Gaiman reste dans l'archétype « traverser des épreuves pour devenir adulte ». Quand Vassilissa-la-très-belle vient à bout de Baba Yaga, elle coule des jours paisibles auprès de son père. Quand notre petit narrateur se défait enfin des créatures épouvantables qui ont juré sa perte et se voit révéler les secrets de l'univers… Disons simplement qu'il n'y a pas vraiment de paisible félicité. Il y a juste la vie, déménager, perdre des proches, découvrir de nouvelles angoisses. Ce roman-conte ne cherche pas à enseigner aux enfants une rassurante leçon sur l'âge adulte, il entend rappeler aux adultes qu'ils ont été des enfants qui ont franchi les portes. La leçon est amère.
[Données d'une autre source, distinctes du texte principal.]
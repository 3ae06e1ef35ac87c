//! Manifest and explorer tree construction.
//!
//! The explorer shows the vault as a folder tree built from each document's
//! `rel_no_ext`, preceded by virtual folders:
//!
//! ```text
//! Pinned                 (optional, __virtual__/pinned/<source_dir>)
//! Recent                 (__virtual__/recent, newest first)
//! posts/
//!   hello.md
//!   world.md
//! about.md
//! ```
//!
//! Folders come before files at every level; names compare locale-aware.
//! Recent orders by `updatedDate`, falling back to `date`: dated docs newest
//! first, then undated, ties broken by path.

use crate::config::BuildOptions;
use crate::naming::locale_cmp;
use crate::registry::{DocRecord, parse_date_millis};
use crate::types::{
    DEFAULT_BRANCH, DocSummary, FileNode, FolderNode, Manifest, TreeNode, UiSettings,
};
use chrono::{DateTime, SecondsFormat, Utc};
use std::cmp::Ordering;
use std::collections::{BTreeMap, BTreeSet};

const RECENT_PATH: &str = "__virtual__/recent";
const RECENT_LABEL: &str = "Recent";
const PINNED_PATH_PREFIX: &str = "__virtual__/pinned/";

pub fn file_node(doc: &DocRecord) -> FileNode {
    FileNode {
        name: doc.file_name.clone(),
        id: doc.id.clone(),
        title: doc.title.clone(),
        prefix: doc.prefix.clone(),
        route: doc.route.clone(),
        content_url: doc.content_url.clone(),
        is_new: doc.is_new,
        tags: doc.tags.clone(),
        description: doc.description.clone(),
        date: doc.date.clone(),
        updated_date: doc.updated_date.clone(),
        branch: doc.branch.clone(),
    }
}

/// Full explorer tree: virtual folders first, then the vault hierarchy.
pub fn build_tree(docs: &[DocRecord], options: &BuildOptions) -> Vec<TreeNode> {
    let mut root = FolderNode {
        name: "root".to_string(),
        path: String::new(),
        is_virtual: false,
        children: Vec::new(),
    };
    for doc in docs {
        let segments: Vec<&str> = doc.rel_no_ext.split('/').collect();
        let folders = &segments[..segments.len().saturating_sub(1)];
        insert(&mut root, folders, "", file_node(doc));
    }
    sort_tree(&mut root.children);

    let mut tree = Vec::with_capacity(root.children.len() + 2);
    if let Some(pinned) = pinned_folder(docs, options) {
        tree.push(TreeNode::Folder(pinned));
    }
    tree.push(TreeNode::Folder(recent_folder(docs, options.recent_limit)));
    tree.extend(root.children);
    tree
}

fn insert(parent: &mut FolderNode, folders: &[&str], parent_path: &str, file: FileNode) {
    let Some((first, rest)) = folders.split_first() else {
        parent.children.push(TreeNode::File(file));
        return;
    };
    let path = if parent_path.is_empty() {
        first.to_string()
    } else {
        format!("{}/{}", parent_path, first)
    };

    let existing = parent.children.iter().position(
        |node| matches!(node, TreeNode::Folder(folder) if folder.path == path),
    );
    let index = match existing {
        Some(index) => index,
        None => {
            parent.children.push(TreeNode::Folder(FolderNode {
                name: first.to_string(),
                path: path.clone(),
                is_virtual: false,
                children: Vec::new(),
            }));
            parent.children.len() - 1
        }
    };
    if let TreeNode::Folder(folder) = &mut parent.children[index] {
        insert(folder, rest, &path, file);
    }
}

/// Folders before files, then locale-aware by name, recursively.
pub fn sort_tree(nodes: &mut [TreeNode]) {
    nodes.sort_by(|left, right| match (left, right) {
        (TreeNode::Folder(_), TreeNode::File(_)) => Ordering::Less,
        (TreeNode::File(_), TreeNode::Folder(_)) => Ordering::Greater,
        _ => locale_cmp(left.name(), right.name()),
    });
    for node in nodes.iter_mut() {
        if let TreeNode::Folder(folder) = node {
            sort_tree(&mut folder.children);
        }
    }
}

fn recent_folder(docs: &[DocRecord], limit: u32) -> FolderNode {
    let mut sorted: Vec<&DocRecord> = docs.iter().collect();
    sorted.sort_by(|a, b| compare_recent(a, b));
    FolderNode {
        name: RECENT_LABEL.to_string(),
        path: RECENT_PATH.to_string(),
        is_virtual: true,
        children: sorted
            .into_iter()
            .take(limit as usize)
            .map(|doc| TreeNode::File(file_node(doc)))
            .collect(),
    }
}

fn recent_millis(doc: &DocRecord) -> Option<i64> {
    doc.updated_date
        .as_deref()
        .and_then(parse_date_millis)
        .or_else(|| doc.date.as_deref().and_then(parse_date_millis))
}

/// Dated before undated, newest first, then path.
pub fn compare_recent(left: &DocRecord, right: &DocRecord) -> Ordering {
    let by_date = match (recent_millis(left), recent_millis(right)) {
        (Some(l), Some(r)) => r.cmp(&l),
        (Some(_), None) => Ordering::Less,
        (None, Some(_)) => Ordering::Greater,
        (None, None) => Ordering::Equal,
    };
    by_date
        .then_with(|| locale_cmp(&left.rel_no_ext, &right.rel_no_ext))
        .then_with(|| left.rel_path.cmp(&right.rel_path))
}

fn pinned_folder(docs: &[DocRecord], options: &BuildOptions) -> Option<FolderNode> {
    let pinned = options.pinned_menu.as_ref()?;
    let source_dir = pinned.source_dir();
    let prefix = format!("{}/", source_dir);

    let mut members: Vec<&DocRecord> = docs
        .iter()
        .filter(|doc| doc.rel_no_ext.starts_with(&prefix))
        .collect();
    members.sort_by(|a, b| locale_cmp(&a.rel_no_ext, &b.rel_no_ext));

    Some(FolderNode {
        name: pinned.label.clone(),
        path: format!("{}{}", PINNED_PATH_PREFIX, source_dir),
        is_virtual: true,
        children: members
            .into_iter()
            .map(|doc| TreeNode::File(file_node(doc)))
            .collect(),
    })
}

/// `dev` first, then every other branch label, locale-aware.
pub fn branches(docs: &[DocRecord]) -> Vec<String> {
    let others: BTreeSet<&str> = docs
        .iter()
        .filter_map(|doc| doc.branch.as_deref())
        .filter(|branch| *branch != DEFAULT_BRANCH)
        .collect();
    let mut others: Vec<&str> = others.into_iter().collect();
    others.sort_by(|a, b| locale_cmp(a, b));

    std::iter::once(DEFAULT_BRANCH)
        .chain(others)
        .map(str::to_string)
        .collect()
}

/// RFC 3339 timestamp of the newest document mtime.
pub fn generated_at(docs: &[DocRecord]) -> String {
    let newest = docs.iter().map(|doc| doc.mtime_ns).max().unwrap_or(0);
    let secs = (newest / 1_000_000_000) as i64;
    let nanos = (newest % 1_000_000_000) as u32;
    DateTime::<Utc>::from_timestamp(secs, nanos)
        .unwrap_or_default()
        .to_rfc3339_opts(SecondsFormat::Millis, true)
}

pub fn build_manifest(docs: &[DocRecord], tree: Vec<TreeNode>, options: &BuildOptions) -> Manifest {
    let route_map: BTreeMap<String, String> = docs
        .iter()
        .map(|doc| (doc.route.clone(), doc.id.clone()))
        .collect();

    Manifest {
        generated_at: generated_at(docs),
        default_branch: DEFAULT_BRANCH.to_string(),
        branches: branches(docs),
        ui: UiSettings {
            new_within_days: options.new_within_days,
            recent_limit: options.recent_limit,
        },
        tree,
        route_map,
        docs: docs.iter().map(summary).collect(),
    }
}

fn summary(doc: &DocRecord) -> DocSummary {
    DocSummary {
        id: doc.id.clone(),
        route: doc.route.clone(),
        title: doc.title.clone(),
        prefix: doc.prefix.clone(),
        date: doc.date.clone(),
        updated_date: doc.updated_date.clone(),
        tags: doc.tags.clone(),
        description: doc.description.clone(),
        is_new: doc.is_new,
        content_url: doc.content_url.clone(),
        branch: doc.branch.clone(),
    }
}

/// Document shown on the home page: `/index/` within the default branch,
/// else the first doc of the default branch (or of all docs).
pub fn pick_home_doc(docs: &[DocRecord]) -> Option<&DocRecord> {
    let in_default: Vec<&DocRecord> = docs
        .iter()
        .filter(|doc| doc.branch.as_deref().is_none_or(|b| b == DEFAULT_BRANCH))
        .collect();
    let candidates: Vec<&DocRecord> = if in_default.is_empty() {
        docs.iter().collect()
    } else {
        in_default
    };
    candidates
        .iter()
        .find(|doc| doc.route == "/index/")
        .or_else(|| candidates.first())
        .copied()
}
Avec ce roman des souvenirs oubliés, Neil Gaiman ne signe pas forcément son oeuvre maîtresse. Ce n'est pas tout à fait aussi inventif que Neverwhere, pas aussi brillant qu'American Gods, pas aussi envoûtant que ses recueils de nouvelles. Mais il y a toujours la même petite musique douce, quelque chose d'adorable et de profondément intelligent qui sous-entend une intrigue somme toute classique. Si j'en crois un M. Chesterton que je ne connais point mais que l'on cite à toutes les sauces, « les contes de fées ne révèlent pas aux enfants que les dragons existent, les enfants le savent déjà. Les contes de fées révèlent aux enfants qu'on peut tuer ces dragons ». The Ocean at the End of the Lane rappelle gentiment que tuer des dragons demande de sacrifier un petit bout de soi et que si nécessaire que soit la bataille, ce n'est pas toujours une bonne chose.